Unknowns are Unknowns! (Part 2)

$\begin{aligned} \frac {x-y}{x+y} & = \frac ab & \small \color{#3D99F6} \text{Squaring both sides} \\ \frac {x^2-2xy+y^2}{x^2+2xy+y^2} & = \frac {a^2}{b^2} & \small \color{#3D99F6} \text{Multiplying up and down of LHS by }2 \\ \frac {{\color{#3D99F6}2x^2}-4xy+{\color{#3D99F6}2y^2}}{{\color{#3D99F6}2x^2}+4xy+{\color{#3D99F6}2y^2}} & = \frac {a^2}{b^2} & \small \color{#3D99F6} \text{Note that } 2x^2+2y^2 = 5xy \\ \frac {{\color{#3D99F6}5xy}-4xy}{{\color{#3D99F6}5xy}+4xy} & = \frac {a^2}{b^2} \\ \implies \frac {a^2}{b^2} & = \frac 19 \\ \frac ab & = \frac 13 \end{aligned}$

$\implies a \times b - a + b \div a = 1 \times 3 - 1 + 3 \div 1 = \boxed{5}$

If $y = 0$ then from the first equation $x = 0$ , which would make $(x - y)/(x + y)$ indeterminate.

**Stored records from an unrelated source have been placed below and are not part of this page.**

pub(crate) fn translate(component: &Component, accessory: &Arc<Accessory>) -> bool {
    let ComponentConfig::Climate(config) = component.info.config.clone() else {
        return false;
    };

    let service = accessory.service(ServiceKind::HeaterCooler, &component.info.name);
    let state = Arc::new(Mutex::new(ClimateState::new(component.info.key)));

    let flush: Flush = {
        let state = state.clone();
        let component = component.clone();
        Arc::new(move || {
            if let Some(command) = state.lock().unwrap().take_command() {
                component.send_command(Command::Climate(command));
            }
        })
    };

    let active = service.characteristic(CharacteristicKind::Active);
    {
        let state = state.clone();
        let flush = flush.clone();
        active.on_set(move |value| {
            if let Some(on) = value.as_bool() {
                state.lock().unwrap().set_active(on);
                flush();
            }
        });
    }

    let threshold_props = CharacteristicProps {
        min_value: config.visual_min_temperature,
        max_value: config.visual_max_temperature,
        min_step: Some(1.0),
        valid_values: None,
    };

    let cooling = service.characteristic(CharacteristicKind::CoolingThresholdTemperature);
    cooling.set_props(threshold_props.clone());
    if let Some(min) = config.visual_min_temperature {
        cooling.update_value(min);
    }
    {
        let state = state.clone();
        let flush = flush.clone();
        cooling.on_set(move |value| {
            if let Some(threshold) = value.as_f64() {
                state.lock().unwrap().set_target_temperature_low(threshold);
                flush_after_window(flush.clone());
            }
        });
    }

    let heating = service.characteristic(CharacteristicKind::HeatingThresholdTemperature);
    heating.set_props(threshold_props);
    if let Some(min) = config.visual_min_temperature {
        heating.update_value(min);
    }
    {
        let state = state.clone();
        let flush = flush.clone();
        heating.on_set(move |value| {
            if let Some(threshold) = value.as_f64() {
                state.lock().unwrap().set_target_temperature_high(threshold);
                flush_after_window(flush.clone());
            }
        });
    }

    let target_temperature = service.characteristic(CharacteristicKind::TargetTemperature);
    {
        let state = state.clone();
        let flush = flush.clone();
        target_temperature.on_set(move |value| {
            if let Some(target) = value.as_f64() {
                state.lock().unwrap().set_target_temperature(target);
                flush();
            }
        });
    }

    let target_state_values: Vec<i64> = config
        .supported_modes
        .iter()
        .copied()
        .filter_map(target_state_value)
        .collect();
    if !target_state_values.is_empty() {
        let target_state = service.characteristic(CharacteristicKind::TargetHeaterCoolerState);
        target_state.set_props(CharacteristicProps {
            valid_values: Some(target_state_values),
            ..CharacteristicProps::default()
        });
        let state = state.clone();
        let flush = flush.clone();
        target_state.on_set(move |value| {
            if let Some(mode) = value.as_i64().and_then(mode_for_target_state) {
                state.lock().unwrap().set_mode(mode);
                flush();
            }
        });
    }

    if !config.supported_fan_modes.is_empty() {
        let fan_state = service.characteristic(CharacteristicKind::CurrentFanState);
        fan_state.set_props(CharacteristicProps {
            valid_values: Some(config.supported_fan_modes.iter().map(|m| *m as i64).collect()),
            ..CharacteristicProps::default()
        });
        let state = state.clone();
        let flush = flush.clone();
        fan_state.on_set(move |value| {
            let mode = value
                .as_i64()
                .and_then(|v| u8::try_from(v).ok())
                .and_then(ClimateFanMode::from_repr);
            if let Some(mode) = mode {
                state.lock().unwrap().set_fan_mode(mode);
                flush();
            }
        });
    }

    if !config.supported_swing_modes.is_empty() {
        let swing = service.characteristic(CharacteristicKind::SwingMode);
        swing.set_props(CharacteristicProps {
            valid_values: Some(
                config
                    .supported_swing_modes
                    .iter()
                    .map(|m| *m as i64)
                    .collect(),
            ),
            ..CharacteristicProps::default()
        });
        let state = state.clone();
        let flush = flush.clone();
        swing.on_set(move |value| {
            let mode = value
                .as_i64()
                .and_then(|v| u8::try_from(v).ok())
                .and_then(ClimateSwingMode::from_repr);
            if let Some(mode) = mode {
                state.lock().unwrap().set_swing_mode(mode);
                flush();
            }
        });
    }

    let mut stream = component.state_stream();
    let report_service = service.clone();
    let report_config = config;
    let report_state = state;
    tokio::spawn(async move {
        loop {
            let update = match &*stream.borrow_and_update() {
                Some(ComponentState::Climate(update)) => Some(update.clone()),
                _ => None,
            };
            if let Some(update) = update {
                report_state.lock().unwrap().apply_report(&update);

                report_service
                    .characteristic(CharacteristicKind::Active)
                    .update_value(update.mode != ClimateMode::Off);
                if report_config.supports_current_temperature {
                    if let Some(current) = update.current_temperature {
                        report_service
                            .characteristic(CharacteristicKind::CurrentTemperature)
                            .update_value(current);
                    }
                }
                report_service
                    .characteristic(CharacteristicKind::TargetTemperature)
                    .update_value(update.target_temperature);
                report_service
                    .characteristic(CharacteristicKind::CoolingThresholdTemperature)
                    .update_value(update.target_temperature_low);
                report_service
                    .characteristic(CharacteristicKind::HeatingThresholdTemperature)
                    .update_value(update.target_temperature_high);

                if !report_config.supported_modes.is_empty() {
                    report_service
                        .characteristic(CharacteristicKind::CurrentHeaterCoolerState)
                        .update_value(current_state_value(update.mode));
                    if let Some(value) = target_state_value(update.mode) {
                        report_service
                            .characteristic(CharacteristicKind::TargetHeaterCoolerState)
                            .update_value(value);
                    }
                }
                if !report_config.supported_fan_modes.is_empty() {
                    if let Some(mode) = update.fan_mode {
                        report_service
                            .characteristic(CharacteristicKind::CurrentFanState)
                            .update_value(mode as i64);
                    }
                }
                if !report_config.supported_swing_modes.is_empty() {
                    if let Some(mode) = update.swing_mode {
                        report_service
                            .characteristic(CharacteristicKind::SwingMode)
                            .update_value(mode as i64);
                    }
                }
            }
            if stream.changed().await.is_err() {
                break;
            }
        }
    });

    true
}
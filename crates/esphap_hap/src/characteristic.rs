use std::fmt;
use std::sync::Mutex;

use crate::value::Value;

/// The fixed vocabulary of characteristics the bridge knows how to wire.
#[derive(Debug, Clone, Copy, PartialEq, Eq, Hash, strum::Display)]
pub enum CharacteristicKind {
    On,
    Brightness,
    Hue,
    Saturation,
    MotionDetected,
    ContactSensorState,
    SmokeDetected,
    LeakDetected,
    CurrentTemperature,
    CurrentRelativeHumidity,
    AirQuality,
    Pm2_5Density,
    CurrentPosition,
    TargetPosition,
    PositionState,
    CurrentTiltAngle,
    TargetTiltAngle,
    RotationSpeed,
    RotationDirection,
    Active,
    CurrentHeaterCoolerState,
    TargetHeaterCoolerState,
    CoolingThresholdTemperature,
    HeatingThresholdTemperature,
    TargetTemperature,
    CurrentFanState,
    SwingMode,
}

/// Value constraints advertised to the platform for a characteristic.
#[derive(Debug, Clone, Default, PartialEq)]
pub struct CharacteristicProps {
    pub min_value: Option<f64>,
    pub max_value: Option<f64>,
    pub min_step: Option<f64>,
    pub valid_values: Option<Vec<i64>>,
}

type SetHandler = Box<dyn Fn(&Value) + Send + Sync>;

/// One characteristic on a service.
///
/// Holds the last known value, optional value constraints, and at most one
/// set handler. `set` models a write arriving from the platform (user
/// action); `update_value` models a device-driven update and never invokes
/// the handler.
pub struct Characteristic {
    kind: CharacteristicKind,
    value: Mutex<Option<Value>>,
    props: Mutex<CharacteristicProps>,
    on_set: Mutex<Option<SetHandler>>,
}

impl Characteristic {
    pub(crate) fn new(kind: CharacteristicKind) -> Self {
        Self {
            kind,
            value: Mutex::new(None),
            props: Mutex::new(CharacteristicProps::default()),
            on_set: Mutex::new(None),
        }
    }

    pub fn kind(&self) -> CharacteristicKind {
        self.kind
    }

    /// Last known value, from either direction.
    pub fn value(&self) -> Option<Value> {
        *self.value.lock().unwrap()
    }

    /// Store a device-driven value without invoking the set handler.
    pub fn update_value(&self, value: impl Into<Value>) {
        *self.value.lock().unwrap() = Some(value.into());
    }

    /// Install the set handler, replacing any previous one. Re-translation of
    /// a component after a reconnect rewires the same characteristic.
    pub fn on_set(&self, handler: impl Fn(&Value) + Send + Sync + 'static) {
        *self.on_set.lock().unwrap() = Some(Box::new(handler));
    }

    /// A platform-driven write: stores the value, then invokes the handler.
    pub fn set(&self, value: impl Into<Value>) {
        let value = value.into();
        *self.value.lock().unwrap() = Some(value);
        if let Some(handler) = self.on_set.lock().unwrap().as_ref() {
            handler(&value);
        }
    }

    pub fn set_props(&self, props: CharacteristicProps) {
        *self.props.lock().unwrap() = props;
    }

    pub fn props(&self) -> CharacteristicProps {
        self.props.lock().unwrap().clone()
    }
}

impl fmt::Debug for Characteristic {
    fn fmt(&self, f: &mut fmt::Formatter<'_>) -> fmt::Result {
        f.debug_struct("Characteristic")
            .field("kind", &self.kind)
            .field("value", &self.value())
            .finish()
    }
}

#[cfg(test)]
mod tests {
    use std::sync::Arc;
    use std::sync::Mutex;

    use super::*;

    #[test]
    fn test_update_value_does_not_invoke_handler() {
        let characteristic = Characteristic::new(CharacteristicKind::On);
        let fired = Arc::new(Mutex::new(0));
        let fired_in_handler = fired.clone();
        characteristic.on_set(move |_| {
            *fired_in_handler.lock().unwrap() += 1;
        });

        characteristic.update_value(true);
        assert_eq!(*fired.lock().unwrap(), 0);
        assert_eq!(characteristic.value(), Some(Value::Bool(true)));
    }

    #[test]
    fn test_set_stores_then_invokes_handler() {
        let characteristic = Characteristic::new(CharacteristicKind::Brightness);
        let seen = Arc::new(Mutex::new(None));
        let seen_in_handler = seen.clone();
        characteristic.on_set(move |value| {
            *seen_in_handler.lock().unwrap() = value.as_f64();
        });

        characteristic.set(42.0);
        assert_eq!(*seen.lock().unwrap(), Some(42.0));
        assert_eq!(characteristic.value(), Some(Value::Float(42.0)));
    }

    #[test]
    fn test_handler_replacement() {
        let characteristic = Characteristic::new(CharacteristicKind::On);
        let first = Arc::new(Mutex::new(0));
        let second = Arc::new(Mutex::new(0));

        let counter = first.clone();
        characteristic.on_set(move |_| *counter.lock().unwrap() += 1);
        let counter = second.clone();
        characteristic.on_set(move |_| *counter.lock().unwrap() += 1);

        characteristic.set(true);
        assert_eq!(*first.lock().unwrap(), 0);
        assert_eq!(*second.lock().unwrap(), 1);
    }
}
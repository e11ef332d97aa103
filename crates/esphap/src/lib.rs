pub mod accessories;
pub mod config;
pub mod discovery;
pub mod esphome;
pub mod platform;

/// Plugin identifier used for accessory registration.
pub const PLUGIN_NAME: &str = "esphap";

/// Platform identifier used for accessory registration.
pub const PLATFORM_NAME: &str = "esphome";

pub use config::Config;
pub use config::ConfigError;
pub use config::DeviceEntry;
pub use config::LogLevel;
pub use platform::Platform;
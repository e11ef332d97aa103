use std::path::PathBuf;
use std::sync::Arc;

use clap::Parser;
use esphap::Config;
use esphap::PLATFORM_NAME;
use esphap::PLUGIN_NAME;
use esphap::Platform;
use esphap_hap::LocalRegistry;
use tracing_subscriber::filter::LevelFilter;

/// Bridge ESPHome devices to HomeKit-style accessories.
#[derive(Debug, Parser)]
#[command(name = "esphap", version)]
struct Args {
    /// Path to the configuration file
    #[arg(short, long, default_value = "esphap.toml")]
    config: PathBuf,
}

#[tokio::main]
async fn main() -> anyhow::Result<()> {
    let args = Args::parse();
    let config = Config::from_file(&args.config)?;

    tracing_subscriber::fmt()
        .with_max_level(LevelFilter::from(config.logging.level))
        .init();

    tracing::info!("esphap starting");
    tracing::info!("loaded config from {}", args.config.display());

    let registry = Arc::new(LocalRegistry::new(PLUGIN_NAME, PLATFORM_NAME));
    let platform = Arc::new(Platform::new(config, registry));

    let runner = tokio::spawn(platform.clone().run());

    match tokio::signal::ctrl_c().await {
        Ok(()) => tracing::info!("received shutdown signal"),
        Err(e) => tracing::error!("failed to listen for shutdown signal: {}", e),
    }

    platform.shutdown().await;
    runner.abort();
    tracing::info!("esphap shutdown complete");

    Ok(())
}
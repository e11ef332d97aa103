use std::fmt;
use std::sync::Arc;
use std::sync::Mutex;

use crate::characteristic::Characteristic;
use crate::characteristic::CharacteristicKind;

/// The capability surfaces an accessory can expose.
#[derive(Debug, Clone, Copy, PartialEq, Eq, Hash, strum::Display)]
pub enum ServiceKind {
    Lightbulb,
    Switch,
    MotionSensor,
    ContactSensor,
    SmokeSensor,
    LeakSensor,
    TemperatureSensor,
    HumiditySensor,
    AirQualitySensor,
    WindowCovering,
    Door,
    GarageDoorOpener,
    Fan,
    HeaterCooler,
}

/// One capability surface on an accessory.
///
/// Characteristics are created on first access, mirroring the platform's
/// get-or-create `getCharacteristic` contract.
pub struct Service {
    kind: ServiceKind,
    name: String,
    characteristics: Mutex<Vec<Arc<Characteristic>>>,
}

impl Service {
    pub fn new(kind: ServiceKind, name: impl Into<String>) -> Self {
        Self {
            kind,
            name: name.into(),
            characteristics: Mutex::new(Vec::new()),
        }
    }

    pub fn kind(&self) -> ServiceKind {
        self.kind
    }

    pub fn name(&self) -> &str {
        &self.name
    }

    /// Get or create the characteristic of the given kind.
    pub fn characteristic(&self, kind: CharacteristicKind) -> Arc<Characteristic> {
        let mut characteristics = self.characteristics.lock().unwrap();
        if let Some(existing) = characteristics.iter().find(|c| c.kind() == kind) {
            return existing.clone();
        }
        let created = Arc::new(Characteristic::new(kind));
        characteristics.push(created.clone());
        created
    }

    /// Look up an already-wired characteristic.
    pub fn get_characteristic(&self, kind: CharacteristicKind) -> Option<Arc<Characteristic>> {
        self.characteristics
            .lock()
            .unwrap()
            .iter()
            .find(|c| c.kind() == kind)
            .cloned()
    }
}

impl fmt::Debug for Service {
    fn fmt(&self, f: &mut fmt::Formatter<'_>) -> fmt::Result {
        f.debug_struct("Service")
            .field("kind", &self.kind)
            .field("name", &self.name)
            .finish()
    }
}

#[cfg(test)]
mod tests {
    use super::*;

    #[test]
    fn test_characteristic_get_or_create() {
        let service = Service::new(ServiceKind::Lightbulb, "Desk Lamp");
        let first = service.characteristic(CharacteristicKind::On);
        let second = service.characteristic(CharacteristicKind::On);
        assert!(Arc::ptr_eq(&first, &second));
    }

    #[test]
    fn test_get_characteristic_absent() {
        let service = Service::new(ServiceKind::Switch, "Plug");
        assert!(service.get_characteristic(CharacteristicKind::Hue).is_none());
    }
}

So with $y \ne 0$ we can divide the first equation through by $y^{2}$ to find that

$2\left(\dfrac{x}{y}\right)^{2} + 2 = 5\left(\dfrac{x}{y}\right) \Longrightarrow 2\left(\dfrac{x}{y}\right)^{2} - 5\left(\dfrac{x}{y}\right) + 2 = 0 \Longrightarrow \left(2\dfrac{x}{y} - 1\right)\left(\dfrac{x}{y} - 2\right) = 0$ .

So either $\dfrac{x}{y} = \dfrac{1}{2}$ or $\dfrac{x}{y} = 2$ . Now the second equation can be written as $\dfrac{\dfrac{x}{y} - 1}{\dfrac{x}{y} + 1} = \dfrac{a}{b}$ ,

so if we want $a,b$ to be positive we need to choose $\dfrac{x}{y} = 2$ , in which case $a = 1, b = 3$ .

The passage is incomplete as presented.